Task item:
Reproduce each line below with no alterations.

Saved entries
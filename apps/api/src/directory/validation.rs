use crate::matching::scoring::MAX_SKILL_LEVEL;
use crate::models::profile::{RequirementSkill, Skill};

const MIN_LEVEL: i32 = 1;

/// Checks a posting before it is written. Returns every problem found, not
/// just the first, so a form can show them all at once.
pub fn validate_posting(title: &str, required_skills: &[RequirementSkill]) -> Vec<String> {
    let mut problems = Vec::new();

    if title.trim().is_empty() {
        problems.push("title cannot be empty".to_string());
    }
    if required_skills.is_empty() {
        problems.push("at least one required skill is needed".to_string());
    }

    for (index, requirement) in required_skills.iter().enumerate() {
        if requirement.name.trim().is_empty() {
            problems.push(format!("required_skills[{index}]: name cannot be empty"));
        }
        if !in_level_range(requirement.weight) {
            problems.push(format!(
                "required_skills[{index}]: weight must be between {MIN_LEVEL} and {MAX_SKILL_LEVEL}"
            ));
        }
        if !in_level_range(requirement.min_level) {
            problems.push(format!(
                "required_skills[{index}]: min_level must be between {MIN_LEVEL} and {MAX_SKILL_LEVEL}"
            ));
        }
    }

    problems
}

pub fn validate_profile(skills: &[Skill], cgpa: f64, project_count: i32) -> Vec<String> {
    let mut problems = Vec::new();

    for (index, skill) in skills.iter().enumerate() {
        if skill.name.trim().is_empty() {
            problems.push(format!("skills[{index}]: name cannot be empty"));
        }
        if !in_level_range(skill.level) {
            problems.push(format!(
                "skills[{index}]: level must be between {MIN_LEVEL} and {MAX_SKILL_LEVEL}"
            ));
        }
    }
    if !cgpa.is_finite() || cgpa < 0.0 {
        problems.push("cgpa must be a non-negative number".to_string());
    }
    if project_count < 0 {
        problems.push("project_count cannot be negative".to_string());
    }

    problems
}

fn in_level_range(value: i32) -> bool {
    (MIN_LEVEL..=MAX_SKILL_LEVEL).contains(&value)
}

Answer below:
filename apps/api/src/directory/validation.rs
use crate::matching::scoring::MAX_SKILL_LEVEL;
use crate::models::profile::{RequirementSkill, Skill};

const MIN_LEVEL: i32 = 1;

/// Checks a posting before it is written. Returns every problem found, not
/// just the first, so a form can show them all at once.
pub fn validate_posting(title: &str, required_skills: &[RequirementSkill]) -> Vec<String> {
    let mut problems = Vec::new();

    if title.trim().is_empty() {
        problems.push("title cannot be empty".to_string());
    }
    if required_skills.is_empty() {
        problems.push("at least one required skill is needed".to_string());
    }

    for (index, requirement) in required_skills.iter().enumerate() {
        if requirement.name.trim().is_empty() {
            problems.push(format!("required_skills[{index}]: name cannot be empty"));
        }
        if !in_level_range(requirement.weight) {
            problems.push(format!(
                "required_skills[{index}]: weight must be between {MIN_LEVEL} and {MAX_SKILL_LEVEL}"
            ));
        }
        if !in_level_range(requirement.min_level) {
            problems.push(format!(
                "required_skills[{index}]: min_level must be between {MIN_LEVEL} and {MAX_SKILL_LEVEL}"
            ));
        }
    }

    problems
}

pub fn validate_profile(skills: &[Skill], cgpa: f64, project_count: i32) -> Vec<String> {
    let mut problems = Vec::new();

    for (index, skill) in skills.iter().enumerate() {
        if skill.name.trim().is_empty() {
            problems.push(format!("skills[{index}]: name cannot be empty"));
        }
        if !in_level_range(skill.level) {
            problems.push(format!(
                "skills[{index}]: level must be between {MIN_LEVEL} and {MAX_SKILL_LEVEL}"
            ));
        }
    }
    if !cgpa.is_finite() || cgpa < 0.0 {
        problems.push("cgpa must be a non-negative number".to_string());
    }
    if project_count < 0 {
        problems.push("project_count cannot be negative".to_string());
    }

    problems
}

fn in_level_range(value: i32) -> bool {
    (MIN_LEVEL..=MAX_SKILL_LEVEL).contains(&value)
}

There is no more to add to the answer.